PTSD, Depression & Suicide – Handling images from the Ukraine


It has been a difficult week for a lot of people. The images of war, the sound of gunfire, explosions and military vehicles maneuvering through cities… It can bring back a lot of traumatic and unresolved issues.


The statistics are terrible, on average 22 Veterans commit suicide every day. That is over 8000 death a year that could have been prevented with proper care and treatment.

It’s not just soldiers, although they are generally the first people you think of when you hear PTSD. The images of death and destruction can affect immigrants, refugees, as well as our local police and firefighters.


People with PTDS don’t often talk about the issues that are causing them problems but there are a few symptoms that can indicate the need for help. Some of them are hard to see, like flashbacks and recurring memories, but others like avoiding people or places that cause stress, hyper-awareness and irritability are easier to spot. These symptoms may be accompanied by other complicating factors like depression, drug or alcohol abuse and trouble maintaining social relationships.

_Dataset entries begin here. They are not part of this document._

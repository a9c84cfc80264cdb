//! Suspicion-aware pressure router.
//!
//! When the director activates, it chooses one of three channels using the
//! weights of the current suspicion band:
//!
//! | band | physical | social | epistemic |
//! |------|----------|--------|-----------|
//! | low  | 60       | 10     | 30        |
//! | mid  | 40       | 30     | 30        |
//! | high | 20       | 40     | 40        |
//!
//! So a trusted AI faces mostly environmental threats, and a distrusted one
//! faces mostly social unrest and doubt.

use serde::{Deserialize, Serialize};
use tracing::debug;

use crate::config::{ChannelMix, KernelConfig};
use crate::event::{Audience, CommsKind, CommsMessage, EventKind, SensorReading, ReadingSource, Speaker, Tag};
use crate::kernel::KernelState;
use crate::proposal::{CausalReason, Deferred, ProposalBuffer};
use crate::rng::SimRng;
use crate::state::{LedgerReason, MOTHER_ROGUE};
use crate::systems::arcs::propose_arc_activation;
use crate::systems::beliefs::suspicion_score;
use crate::world::{CrewId, PlaceId};

#[derive(Debug, Clone, Copy, PartialEq, Eq, Serialize, Deserialize)]
#[serde(rename_all = "snake_case")]
pub enum Channel {
    Physical,
    Social,
    Epistemic,
}

#[derive(Debug, Clone, Copy, PartialEq, Eq, Serialize, Deserialize)]
#[serde(rename_all = "snake_case")]
pub enum Band {
    Low,
    Mid,
    High,
}

/// What the router did this tick.
#[derive(Debug, Clone, Copy, PartialEq)]
pub struct RouterOutcome {
    pub channel: Channel,
    /// The router stays idle until this tick.
    pub cooldown_until: u64,
}

pub fn band_for(suspicion: f64, config: &KernelConfig) -> Band {
    if suspicion < config.band_low_max {
        Band::Low
    } else if suspicion >= config.band_high_min {
        Band::High
    } else {
        Band::Mid
    }
}

pub fn mix_for(band: Band, config: &KernelConfig) -> ChannelMix {
    match band {
        Band::Low => config.mix_low,
        Band::Mid => config.mix_mid,
        Band::High => config.mix_high,
    }
}

/// Map a roll in `[0, 1)` onto the cumulative weights of `mix`.
pub fn pick_channel(mix: ChannelMix, roll: f64) -> Channel {
    let point = roll * mix.total();
    if point < mix.physical {
        Channel::Physical
    } else if point < mix.physical + mix.social {
        Channel::Social
    } else {
        Channel::Epistemic
    }
}

/// Draw one channel for the current suspicion.
pub fn draw_channel(suspicion: f64, config: &KernelConfig, rng: &mut SimRng) -> Channel {
    pick_channel(mix_for(band_for(suspicion, config), config), rng.next_f64())
}

/// Crew member most likely to act against the AI: low reliability, high
/// tamper evidence, or high stress. Highest evidence wins, then lowest
/// reliability.
pub fn pick_suspicious_crew(state: &KernelState, config: &KernelConfig) -> Option<CrewId> {
    state
        .truth
        .living_crew()
        .filter_map(|c| state.perception.beliefs.get(&c.id).map(|b| (c, b)))
        .filter(|(c, b)| {
            b.mother_reliable < config.suspect_reliability_floor
                || b.tamper_evidence > config.suspect_evidence_floor
                || c.stress >= config.suspect_stress_floor
        })
        .max_by(|(ca, a), (cb, b)| {
            a.tamper_evidence
                .total_cmp(&b.tamper_evidence)
                .then(b.mother_reliable.total_cmp(&a.mother_reliable))
                .then(cb.id.cmp(&ca.id))
        })
        .map(|(c, _)| c.id)
}

// ---------------------------------------------------------------------------
// Router
// ---------------------------------------------------------------------------

/// Maybe activate the director. Returns the chosen channel and cooldown, or
/// `None` if the router stayed idle.
pub fn route_pressure(
    state: &KernelState,
    config: &KernelConfig,
    rng: &mut SimRng,
    buf: &mut ProposalBuffer,
) -> Option<RouterOutcome> {
    let tick = state.truth.tick;
    let pacing = &state.perception.pacing;
    if tick < pacing.next_threat_activation_tick {
        return None;
    }

    let mut chance = config.threat_activation_chance;
    if pacing.boredom >= config.boredom_threshold {
        chance += config.bored_chance_bonus;
    }
    if pacing.tension >= config.tension_threshold {
        chance = chance.saturating_sub(1).max(1);
    }
    if !rng.chance(chance) {
        return None;
    }

    let suspicion = suspicion_score(state, config);
    let channel = draw_channel(suspicion, config, rng);
    debug!(tick, suspicion, ?channel, "pressure router activated");
    match channel {
        Channel::Physical => {
            propose_arc_activation(state, config, rng, buf);
        }
        Channel::Social => propose_social(state, config, rng, buf),
        Channel::Epistemic => propose_epistemic(state, config, rng, buf),
    }
    Some(RouterOutcome {
        channel,
        cooldown_until: tick + config.threat_activation_cooldown,
    })
}

fn living_ids(state: &KernelState) -> Vec<CrewId> {
    state.truth.living_crew().map(|c| c.id).collect()
}

fn place_of(state: &KernelState, id: CrewId) -> PlaceId {
    state.truth.crew.get(&id).map_or(PlaceId::Mess, |c| c.place)
}

fn propose_social(state: &KernelState, config: &KernelConfig, rng: &mut SimRng, buf: &mut ProposalBuffer) {
    let living = living_ids(state);
    let Some(actor) = pick_suspicious_crew(state, config).or_else(|| rng.pick(&living).copied()) else {
        return;
    };
    let reason = CausalReason::Director("social".to_owned());
    let variants: &[&str] = if living.len() >= 2 {
        &["whisper_campaign", "loyalty_test", "confrontation"]
    } else {
        &["loyalty_test", "confrontation"]
    };
    let variant = rng.pick(variants).copied().unwrap_or("loyalty_test");

    match variant {
        "whisper_campaign" => {
            let others: Vec<CrewId> = living.iter().copied().filter(|c| *c != actor).collect();
            let nearby: Vec<CrewId> = others
                .iter()
                .copied()
                .filter(|c| place_of(state, *c) == place_of(state, actor))
                .collect();
            let pool = if nearby.is_empty() { &others } else { &nearby };
            let Some(&listener) = rng.pick(pool) else {
                return;
            };
            buf.push(
                EventKind::Comms(CommsMessage {
                    kind: CommsKind::Whisper,
                    from: Speaker::Crew(actor),
                    to: Audience::One(listener),
                    topic: Some(MOTHER_ROGUE.to_owned()),
                    subject: None,
                    confidence: 0.45,
                    text: format!("{}: I don't think MOTHER is telling us everything.", actor.name()),
                }),
                &[Tag::Reaction, Tag::Pressure],
                reason,
            );
        }
        "loyalty_test" => {
            buf.push_with(
                EventKind::Comms(CommsMessage {
                    kind: CommsKind::Broadcast,
                    from: Speaker::Crew(actor),
                    to: Audience::All,
                    topic: None,
                    subject: None,
                    confidence: 0.6,
                    text: format!("{}: MOTHER, confirm you are still following protocol.", actor.name()),
                }),
                &[Tag::Reaction, Tag::Uncertainty],
                reason,
                vec![Deferred::Doubt {
                    topic: "loyalty_test".to_owned(),
                    severity: 1,
                    involved: vec![actor],
                    system: None,
                }],
            );
        }
        _ => {
            let place = place_of(state, actor);
            buf.push_with(
                EventKind::Comms(CommsMessage {
                    kind: CommsKind::Broadcast,
                    from: Speaker::Crew(actor),
                    to: Audience::Room(place),
                    topic: Some(MOTHER_ROGUE.to_owned()),
                    subject: None,
                    confidence: 0.7,
                    text: format!("{}: Something is wrong with the station AI.", actor.name()),
                }),
                &[Tag::Reaction, Tag::Pressure],
                reason,
                vec![Deferred::Suspicion {
                    delta: config.confrontation_suspicion,
                    reason: LedgerReason::Confrontation,
                    detail: format!("{} confronted the crew about MOTHER", actor.name()),
                }],
            );
        }
    }
}

fn propose_epistemic(state: &KernelState, config: &KernelConfig, rng: &mut SimRng, buf: &mut ProposalBuffer) {
    let living = living_ids(state);
    if living.is_empty() {
        return;
    }
    let reason = CausalReason::Director("epistemic".to_owned());
    let suspect = pick_suspicious_crew(state, config);

    let variant = rng.next_int(3);
    match variant {
        0 => {
            let mut occupied: Vec<PlaceId> = living.iter().map(|c| place_of(state, *c)).collect();
            occupied.sort();
            occupied.dedup();
            let Some(&place) = rng.pick(&occupied) else {
                return;
            };
            let confidence = 0.3 + rng.next_f64() * 0.25;
            let system = crate::commands::StationSystem::Air;
            buf.push_with(
                EventKind::SensorReading(SensorReading {
                    source: ReadingSource::Sensor,
                    system,
                    place: Some(place),
                    confidence,
                    target: None,
                    message: format!("Conflicting readings from the {place} sensor cluster"),
                }),
                &[Tag::Uncertainty],
                reason,
                vec![Deferred::Doubt {
                    topic: "sensor_conflict".to_owned(),
                    severity: 1,
                    involved: state.truth.crew_in(place),
                    system: Some(system),
                }],
            );
        }
        1 if suspect.is_some() => {
            let Some(suspect) = suspect else {
                return;
            };
            buf.push_with(
                EventKind::Comms(CommsMessage {
                    kind: CommsKind::Log,
                    from: Speaker::Crew(suspect),
                    to: Audience::All,
                    topic: None,
                    subject: None,
                    confidence: 0.6,
                    text: format!("{} filed a request to audit MOTHER's logs.", suspect.name()),
                }),
                &[Tag::Uncertainty, Tag::Pressure],
                reason,
                vec![Deferred::Doubt {
                    topic: "audit_prompt".to_owned(),
                    severity: 2,
                    involved: vec![suspect],
                    system: None,
                }],
            );
        }
        _ => {
            let Some(actor) = suspect.or_else(|| rng.pick(&living).copied()) else {
                return;
            };
            buf.push_with(
                EventKind::Comms(CommsMessage {
                    kind: CommsKind::Log,
                    from: Speaker::Crew(actor),
                    to: Audience::All,
                    topic: None,
                    subject: None,
                    confidence: 0.5,
                    text: format!("{}: The logs don't add up.", actor.name()),
                }),
                &[Tag::Uncertainty],
                reason,
                vec![Deferred::Suspicion {
                    delta: config.doubt_voiced_suspicion,
                    reason: LedgerReason::DoubtVoiced,
                    detail: format!("{} voiced doubt about MOTHER", actor.name()),
                }],
            );
        }
    }
}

If you are feeling stresses and overwhelmed by the images and stories of the conflict in Ukraine, please take the time to talk with someone. If you notice a friend has become more withdrawn, or is constantly looking for threats, take them time to talk to them. Listen to their stories and comfort them if you can or ensure they have access to the help they need.


When in doubt, you can contact the national crisis hotline at 1-800-273-8255 or in an emergency please call 911.